一度経鼻内視鏡検査を受けると、ほとんどの患者さんが次回も鼻からの検査を希望するため、当院では毎年リピーターが増えています。また、以前勤務していた国立相模原病院で経鼻内視鏡検査を受けた患者さんで、今でも当院に検査を受けに来てくださっている方がいることを考えると、患者さんの満足度は高いのではないかと思っています。
経鼻内視鏡検査のメリットの一つは、医師と会話しながら検査が受けられることです。詳しい説明は検査終了後に行いますが、検査中もモニターを通して、患者さんがご自分の状態を確認することができるので、ていねいに説明したり質問に答えたりすることにより、不安を感じさせないようにしています。

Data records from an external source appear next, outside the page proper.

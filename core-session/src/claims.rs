//! Credential claims inspection
//!
//! Reads the unverified expiry hint out of an access credential for renewal
//! scheduling. The signature segment is never checked here: verification is
//! the identity provider's job, and nothing security-relevant hangs off this
//! inspection. A credential that cannot be decoded is treated as expired.

use base64::engine::general_purpose::URL_SAFE_NO_PAD;
use base64::Engine;
use host_traits::time::Clock;
use serde::Deserialize;
use std::time::Duration;
use thiserror::Error;
use tracing::debug;

/// Claims carried by an access credential. Only `exp` drives any logic.
#[derive(Debug, Clone, Deserialize)]
pub struct Claims {
    /// Expiry as Unix epoch seconds.
    pub exp: i64,
    /// Subject, when present. Informational only.
    #[serde(default)]
    pub sub: Option<String>,
}

#[derive(Error, Debug)]
pub enum DecodeError {
    #[error("credential has no claims segment")]
    MissingSegment,

    #[error("claims segment is not valid base64: {0}")]
    Base64(#[from] base64::DecodeError),

    #[error("claims segment is not valid JSON: {0}")]
    Json(#[from] serde_json::Error),
}

/// Decode the claims segment of a credential. Never panics on malformed
/// input; every failure mode is a [`DecodeError`].
pub fn decode(credential: &str) -> Result<Claims, DecodeError> {
    let payload = credential
        .split('.')
        .nth(1)
        .ok_or(DecodeError::MissingSegment)?;
    // Issuers vary on padding; strip it so both forms decode.
    let bytes = URL_SAFE_NO_PAD.decode(payload.trim_end_matches('='))?;
    let claims = serde_json::from_slice(&bytes)?;
    Ok(claims)
}

/// Whether `credential` expires within `window` of the clock's now.
///
/// Returns `true` on any decode failure: an unreadable credential is treated
/// as already expired rather than surfaced as an error.
pub fn expires_within(credential: &str, window: Duration, clock: &dyn Clock) -> bool {
    match decode(credential) {
        Ok(claims) => claims.exp <= clock.unix_timestamp() + window.as_secs() as i64,
        Err(e) => {
            debug!(error = %e, "treating undecodable credential as expired");
            true
        }
    }
}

また、特に日本人のがんの中でも罹患者数が多い「胃がん」を早期発見するには、一年に一回は内視鏡検査を受けていただきたいと考えています。その意味では、検査時の患者さんの苦痛や負担が少ない検査を提供することで、「胃カメラの検査は二度と受けたくない」ではなく、「一年に一回は受けておこう」という患者さんが増えることを期待しています。
なお、万が一、病変が見つかった場合は、検査中に組織を採取して病理組織検査を施行し、専門医による治療が必要な場合は、患者さんのご希望を踏まえて連携病院にご紹介させていただきます。
肩や腰などの「痛みの改善」にも積極的に取り組まれていますね。
肩こりや腰痛、坐骨神経痛など痛みを抱えている患者さんに対して、血行不良を改善するために全身マッサージを施す「ウォーターベッド」や、近赤外線照射器、マイクロ波治療器、レーザー治療器による施術を提供しています。継続的に通院していただくことで、症状の改善が期待できます。これらは私の代になって一新したのですが、これからも、患者さんにとってメリットのある検査や治療法があれば、積極的に取り入れるようにして、地域の方々の健康に貢献していきたいと考えています。